Stored records:
★ ★ ★ ★
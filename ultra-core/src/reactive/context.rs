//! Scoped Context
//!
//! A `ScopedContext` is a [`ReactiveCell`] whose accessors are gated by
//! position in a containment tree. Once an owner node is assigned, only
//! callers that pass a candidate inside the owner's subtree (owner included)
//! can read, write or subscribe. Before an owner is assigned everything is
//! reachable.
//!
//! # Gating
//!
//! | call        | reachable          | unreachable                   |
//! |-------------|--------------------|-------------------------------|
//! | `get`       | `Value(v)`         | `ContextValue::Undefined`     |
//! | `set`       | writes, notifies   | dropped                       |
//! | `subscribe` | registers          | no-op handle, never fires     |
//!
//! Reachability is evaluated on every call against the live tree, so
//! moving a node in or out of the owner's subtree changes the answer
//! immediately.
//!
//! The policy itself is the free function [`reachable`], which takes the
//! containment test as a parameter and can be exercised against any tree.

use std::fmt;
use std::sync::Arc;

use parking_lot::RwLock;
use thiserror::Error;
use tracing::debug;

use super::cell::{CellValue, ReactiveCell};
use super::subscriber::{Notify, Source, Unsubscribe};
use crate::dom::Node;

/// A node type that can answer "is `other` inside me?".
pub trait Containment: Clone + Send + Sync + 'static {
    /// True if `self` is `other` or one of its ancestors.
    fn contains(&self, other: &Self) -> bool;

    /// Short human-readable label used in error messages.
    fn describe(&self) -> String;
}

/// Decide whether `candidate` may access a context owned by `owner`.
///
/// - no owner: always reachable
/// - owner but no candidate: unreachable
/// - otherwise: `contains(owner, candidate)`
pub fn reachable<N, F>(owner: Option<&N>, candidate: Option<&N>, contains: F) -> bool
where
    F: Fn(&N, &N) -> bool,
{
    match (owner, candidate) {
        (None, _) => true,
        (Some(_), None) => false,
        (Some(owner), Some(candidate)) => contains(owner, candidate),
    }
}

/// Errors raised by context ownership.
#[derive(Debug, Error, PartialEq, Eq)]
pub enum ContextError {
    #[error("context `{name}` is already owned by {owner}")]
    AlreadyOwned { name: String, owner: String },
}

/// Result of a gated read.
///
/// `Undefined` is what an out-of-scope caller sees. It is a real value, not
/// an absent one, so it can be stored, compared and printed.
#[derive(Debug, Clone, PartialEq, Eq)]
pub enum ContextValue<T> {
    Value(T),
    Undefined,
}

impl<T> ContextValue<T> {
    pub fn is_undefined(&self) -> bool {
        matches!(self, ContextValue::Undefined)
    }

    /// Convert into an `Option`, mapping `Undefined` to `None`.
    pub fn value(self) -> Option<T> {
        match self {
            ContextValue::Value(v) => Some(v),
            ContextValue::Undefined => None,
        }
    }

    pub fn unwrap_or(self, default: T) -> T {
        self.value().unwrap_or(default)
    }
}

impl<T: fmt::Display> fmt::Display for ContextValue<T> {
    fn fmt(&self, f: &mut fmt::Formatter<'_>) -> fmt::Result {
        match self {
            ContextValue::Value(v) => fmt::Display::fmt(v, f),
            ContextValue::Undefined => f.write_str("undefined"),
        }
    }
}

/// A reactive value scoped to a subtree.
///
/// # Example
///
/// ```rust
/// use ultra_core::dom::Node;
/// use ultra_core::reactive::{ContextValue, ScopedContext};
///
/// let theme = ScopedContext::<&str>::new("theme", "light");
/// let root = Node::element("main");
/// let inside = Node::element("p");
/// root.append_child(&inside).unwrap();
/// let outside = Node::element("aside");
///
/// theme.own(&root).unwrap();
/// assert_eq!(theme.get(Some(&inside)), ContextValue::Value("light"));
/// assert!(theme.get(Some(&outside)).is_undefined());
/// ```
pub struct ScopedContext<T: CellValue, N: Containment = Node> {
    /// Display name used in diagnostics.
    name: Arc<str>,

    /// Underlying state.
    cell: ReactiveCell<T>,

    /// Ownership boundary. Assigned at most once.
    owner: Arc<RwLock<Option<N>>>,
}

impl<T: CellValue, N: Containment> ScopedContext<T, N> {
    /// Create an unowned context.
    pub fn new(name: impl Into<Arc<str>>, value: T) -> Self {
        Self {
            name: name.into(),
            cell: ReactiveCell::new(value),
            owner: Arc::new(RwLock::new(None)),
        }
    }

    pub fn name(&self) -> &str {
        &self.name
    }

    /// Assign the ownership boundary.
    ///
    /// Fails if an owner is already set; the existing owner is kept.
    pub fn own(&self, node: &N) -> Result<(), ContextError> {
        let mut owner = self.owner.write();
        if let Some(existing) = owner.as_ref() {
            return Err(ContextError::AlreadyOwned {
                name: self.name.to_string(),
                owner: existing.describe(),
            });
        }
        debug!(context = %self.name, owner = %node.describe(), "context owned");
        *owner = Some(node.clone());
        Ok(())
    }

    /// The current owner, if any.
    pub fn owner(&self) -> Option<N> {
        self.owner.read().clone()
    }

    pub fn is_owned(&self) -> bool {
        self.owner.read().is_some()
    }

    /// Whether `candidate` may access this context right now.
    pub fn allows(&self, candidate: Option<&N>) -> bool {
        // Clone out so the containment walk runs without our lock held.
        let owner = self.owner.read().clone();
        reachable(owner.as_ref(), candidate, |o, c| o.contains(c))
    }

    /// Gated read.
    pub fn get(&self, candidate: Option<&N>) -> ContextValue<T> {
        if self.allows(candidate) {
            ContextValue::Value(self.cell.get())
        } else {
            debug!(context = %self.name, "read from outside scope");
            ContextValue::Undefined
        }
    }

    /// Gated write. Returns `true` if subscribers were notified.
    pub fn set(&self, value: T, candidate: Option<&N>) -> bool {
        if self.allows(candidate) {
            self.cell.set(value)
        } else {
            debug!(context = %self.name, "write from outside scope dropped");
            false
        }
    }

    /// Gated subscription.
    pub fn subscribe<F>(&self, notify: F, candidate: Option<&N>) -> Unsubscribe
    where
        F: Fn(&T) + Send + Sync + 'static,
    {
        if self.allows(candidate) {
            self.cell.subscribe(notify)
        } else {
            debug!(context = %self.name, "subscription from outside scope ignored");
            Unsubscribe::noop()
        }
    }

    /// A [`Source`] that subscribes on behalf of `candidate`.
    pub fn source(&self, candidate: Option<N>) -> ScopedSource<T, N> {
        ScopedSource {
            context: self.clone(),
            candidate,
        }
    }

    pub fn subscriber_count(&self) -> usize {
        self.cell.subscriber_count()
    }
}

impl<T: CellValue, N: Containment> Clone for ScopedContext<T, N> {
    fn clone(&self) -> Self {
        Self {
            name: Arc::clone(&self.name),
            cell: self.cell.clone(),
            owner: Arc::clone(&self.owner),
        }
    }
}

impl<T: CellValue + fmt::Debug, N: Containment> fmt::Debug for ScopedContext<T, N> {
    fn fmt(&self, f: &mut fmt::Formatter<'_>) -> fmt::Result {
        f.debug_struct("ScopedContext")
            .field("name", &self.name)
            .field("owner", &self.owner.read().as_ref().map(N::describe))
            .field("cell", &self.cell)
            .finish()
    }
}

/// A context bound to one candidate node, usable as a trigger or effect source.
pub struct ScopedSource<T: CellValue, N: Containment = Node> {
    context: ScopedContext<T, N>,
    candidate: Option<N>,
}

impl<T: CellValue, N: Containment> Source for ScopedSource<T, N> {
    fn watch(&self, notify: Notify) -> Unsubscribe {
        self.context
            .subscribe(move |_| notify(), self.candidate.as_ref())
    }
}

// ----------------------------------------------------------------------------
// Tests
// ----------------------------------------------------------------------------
★ ★ ★ ★
Here the output must be the lines above from the line with "owner, if any." to the line with "pub fn allows(&self, candidate: Option<&N>)", both included, duplicated word for word and nothing else.

> [Answer box]
    /// The current owner, if any.
    pub fn owner(&self) -> Option<N> {
        self.owner.read().clone()
    }

    pub fn is_owned(&self) -> bool {
        self.owner.read().is_some()
    }

    /// Whether `candidate` may access this context right now.
    pub fn allows(&self, candidate: Option<&N>) -> bool {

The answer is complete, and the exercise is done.